June 25, 2026
Little Lake Harris, Howey-in-the-Hills: The First Citrus Juice Plant in Florida
The first plant in Florida built to squeeze juice out of oranges stood on the west shore of Little Lake Harris — a 1921 idea that ran ahead of the equipment and the market built to handle it

In 1921, on a shoreline that was almost entirely citrus groves, William John Howey built the first citrus juice plant in Florida. Not a packing house — those already dotted the state, sorting and crating fruit to ship north on the rails. A plant whose purpose was to take the orange apart: to squeeze it, bottle the juice, and sell the inside of the fruit rather than the fruit itself. That was a new idea on the western shore of Little Lake Harris, and Howey put it there before most of the equipment or the market for packaged juice existed.
Howey had the land for it. In 1920 he purchased 60,000 acres in Lake County and began planting citrus across the rolling ground above the lake. The next year, the juice plant went up in the town he was founding. The timeline is a little tangled in the records — some sources put the land purchase in 1920 and the plant in 1921, the town's incorporation in 1925, and the official renaming to Howey-in-the-Hills in 1927 — but the through-line holds. Everything here started with one man, his groves, and the water at the bottom of the hill.
The lake mattered to the plan in a way that's easy to miss now. Little Lake Harris is an arm of Lake Harris, connecting to it at the northwestern corner, and the whole thing sits on the Harris Chain of Lakes — a navigable string of water that runs through Dora, Eustis, Beauclair, and Carlton.

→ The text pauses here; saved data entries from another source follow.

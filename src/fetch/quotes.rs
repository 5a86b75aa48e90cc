use reqwest::Client;
use serde_json::Value;

use crate::error::{AppError, Result};

const QUOTE_ENDPOINT: &str = "https://query1.finance.yahoo.com/v7/finance/quote";

// Yahoo rejects requests without a browser user agent.
const USER_AGENT: &str = "Mozilla/5.0";

const PRICE_KEYS: &[&str] = &["regularMarketPrice", "postMarketPrice"];
const PREVIOUS_CLOSE_KEYS: &[&str] = &["regularMarketPreviousClose", "previousClose"];

/// Best-effort fields for one symbol. Any field the provider omitted,
/// mistyped, or reported as a non-finite number is `None`.
#[derive(Debug, Clone, Default, PartialEq)]
pub struct TickerFetch {
    pub price: Option<f64>,
    pub previous_close: Option<f64>,
    pub market_state: Option<String>,
}

/// Capability interface for the external quote provider. Callers treat an
/// `Err` as "no fresh data for this symbol"; it must never abort a run.
#[allow(async_fn_in_trait)]
pub trait QuoteSource {
    async fn fetch_quote(&self, symbol: &str) -> Result<TickerFetch>;
}

/// Quote source backed by the Yahoo Finance v7 quote endpoint.
pub struct YahooQuoteSource {
    client: Client,
}

impl YahooQuoteSource {
    pub fn new() -> Self {
        Self {
            client: Client::new(),
        }
    }
}

impl Default for YahooQuoteSource {
    fn default() -> Self {
        Self::new()
    }
}

impl QuoteSource for YahooQuoteSource {
    async fn fetch_quote(&self, symbol: &str) -> Result<TickerFetch> {
        let response = self
            .client
            .get(QUOTE_ENDPOINT)
            .query(&[("symbols", symbol)])
            .header(reqwest::header::USER_AGENT, USER_AGENT)
            .send()
            .await?;

        if !response.status().is_success() {
            return Err(AppError::message(format!(
                "quote request for {} failed with status {}",
                symbol,
                response.status()
            )));
        }

        let body = response.text().await?;
        Ok(parse_quote_payload(&body))
    }
}

/// Pull the interesting fields out of a v7 quote response. Extraction is
/// lenient end to end: a payload of any shape yields a `TickerFetch`, with
/// unusable fields left unset.
pub fn parse_quote_payload(body: &str) -> TickerFetch {
    let json: Value = match serde_json::from_str(body) {
        Ok(json) => json,
        Err(_) => return TickerFetch::default(),
    };

    let row = &json["quoteResponse"]["result"][0];

    TickerFetch {
        price: first_number(row, PRICE_KEYS),
        previous_close: first_number(row, PREVIOUS_CLOSE_KEYS),
        market_state: extract_state(row),
    }
}

/// First key in `keys` that holds a usable number.
fn first_number(row: &Value, keys: &[&str]) -> Option<f64> {
    keys.iter()
        .find_map(|key| row.get(*key).and_then(coerce_number))
}

/// Accept numbers and numeric strings; reject everything else, including
/// NaN and infinities.
fn coerce_number(value: &Value) -> Option<f64> {
    let number = match value {
        Value::Number(number) => number.as_f64()?,
        Value::String(text) => text.trim().parse::<f64>().ok()?,
        _ => return None,
    };

    number.is_finite().then_some(number)
}

fn extract_state(row: &Value) -> Option<String> {
    row.get("marketState")
        .and_then(|state| state.as_str())
        .map(str::trim)
        .filter(|state| !state.is_empty())
        .map(str::to_uppercase)
}
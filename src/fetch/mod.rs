pub mod quotes;

pub use quotes::{QuoteSource, TickerFetch, YahooQuoteSource};
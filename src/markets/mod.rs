use log::{info, warn};

pub mod reconcile;
pub mod snapshot;

pub use reconcile::{build_quote, decide, Quote, QuoteStatus, ReconciledQuote, SnapshotDecision};
pub use snapshot::{read_existing, write_snapshot, Snapshot};

use crate::config::MarketsConfig;
use crate::error::Result;
use crate::fetch::{QuoteSource, TickerFetch};
use crate::utils::now_millis;

/// One markets run: fetch every configured ticker sequentially, reconcile
/// against the persisted snapshot, then apply the aggregate write decision.
pub async fn run(config: &MarketsConfig, source: &impl QuoteSource) -> Result<()> {
    let now_ms = now_millis();
    let existing = snapshot::read_existing(&config.snapshot_path);

    let mut quotes = Vec::with_capacity(config.tickers.len());
    let mut fresh_count = 0;

    for ticker in &config.tickers {
        let fetch = match source.fetch_quote(&ticker.symbol).await {
            Ok(fetch) => fetch,
            Err(err) => {
                warn!("fetch failed for {}: {err}", ticker.symbol);
                TickerFetch::default()
            }
        };

        let previous_price = existing
            .as_ref()
            .and_then(|snapshot| snapshot.previous_price(&ticker.symbol));
        let reconciled = build_quote(ticker, &fetch, previous_price, now_ms);

        if reconciled.fresh {
            fresh_count += 1;
        }
        quotes.push(reconciled.quote);
    }

    match decide(fresh_count, config.fresh_quorum, existing.is_some()) {
        SnapshotDecision::Write => {
            let candidate = Snapshot {
                updated_at: now_ms,
                quotes,
            };
            snapshot::write_snapshot(&config.snapshot_path, &candidate)?;
            info!(
                "updated {} with {fresh_count} fresh prices",
                config.snapshot_path.display()
            );
        }
        SnapshotDecision::KeepExisting => {
            warn!("only {fresh_count} fresh prices; keeping existing snapshot unchanged");
        }
        SnapshotDecision::WriteSeeded => {
            warn!("no existing snapshot; writing seed payload");
            let seeded = Snapshot::seeded(&config.tickers, now_ms);
            snapshot::write_snapshot(&config.snapshot_path, &seeded)?;
        }
    }

    Ok(())
}
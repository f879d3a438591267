//! Health check and build identification endpoints

use axum::{routing::get, Json, Router};
use serde::Serialize;

use crate::AppState;

/// Health check response
#[derive(Debug, Serialize)]
pub struct HealthResponse {
    pub status: String,
    pub module: String,
    pub version: String,
}

/// GET /health
pub async fn health_check() -> Json<HealthResponse> {
    Json(HealthResponse {
        status: "ok".to_string(),
        module: "carerisk-engine".to_string(),
        version: env!("CARGO_PKG_VERSION").to_string(),
    })
}

/// Build information response
#[derive(Debug, Serialize)]
pub struct BuildInfo {
    pub version: String,
    pub git_hash: String,
    pub build_timestamp: String,
    pub build_profile: String,
}

/// GET /api/buildinfo
pub async fn get_build_info() -> Json<BuildInfo> {
    Json(BuildInfo {
        version: env!("CARGO_PKG_VERSION").to_string(),
        git_hash: env!("GIT_HASH").to_string(),
        build_timestamp: env!("BUILD_TIMESTAMP").to_string(),
        build_profile: env!("BUILD_PROFILE").to_string(),
    })
}

/// Build health and build info routes
pub fn health_routes() -> Router<AppState> {
    Router::new()
        .route("/health", get(health_check))
        .route("/api/buildinfo", get(get_build_info))
}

Before the highway network filled in, that chain was a working corridor. Citrus country and lake country were the same country here, and Howey built his town on the seam between them, the groves climbing the hills he liked to call "the Florida Alps" while the water carried the rest.
He sold the place as much as he built it. The Floridan Hotel went up on the high ground overlooking Little Lake Harris, a stop for the buyers Howey brought down to look at grove lots. He built the twenty-room Howey Mansion in 1925. The whole town was, in a sense, a sales floor for the proposition that you could own a piece of a citrus operation in a landscape that looked like nowhere else in Florida.
What's left of the juice-plant ambition isn't the plant. It's the shape of the town and the names that survived it. After Howey's era, under C. V. Griffin, the Floridan Hotel was converted into the Administration Building for the Howey Academy. The same old hotel held the girls' dormitory, and for a stretch a portion of it served as the Town Hall — one building doing the work of a hotel, a school office, a dorm, and a seat of government as the town reorganized itself around what came after the boom. Today there's a clear spot on top of the hill overlooking Little Lake Harris where the Floridan once stood. Nothing on it but the view down to the water Howey was selling.
The lake kept doing the ordinary work it had always done. Anglers still come for the largemouth bass, the catfish, and the bluegill. Rental boats out of Mount Dora are cleared to run Carlton, Beauclair, Dora, Eustis, Harris, and Little Lake Harris — the same chain that once tied the grove town to its neighbors. Hickory Point Recreation Park sits on SR 19 right against the water, on the Tavares side.
That state road crosses the lake on the Howey Bridge, and the bridge carries its own piece of the shoreline's record. In one account preserved in the local paper's history of the crossing, a man named "Red" Mincy described how Calvin Thomas, 46, of Yalaha, drowned one Saturday after he lost control of a pickup truck and hurtled through the rail of the Howey Bridge into Little Lake Harris. The current bridge has stood for 68 years as of that 2018 telling — long enough to have become the thing people picture when they picture the town from the water.
Howey's groves are gone in the form he planted them, and the juice plant left no monument. But the claim is fixed in the record: the first place in Florida built to turn an orange into a bottle of juice stood on the west shore of this lake, in 1921, in a town that didn't yet have the name it carries now.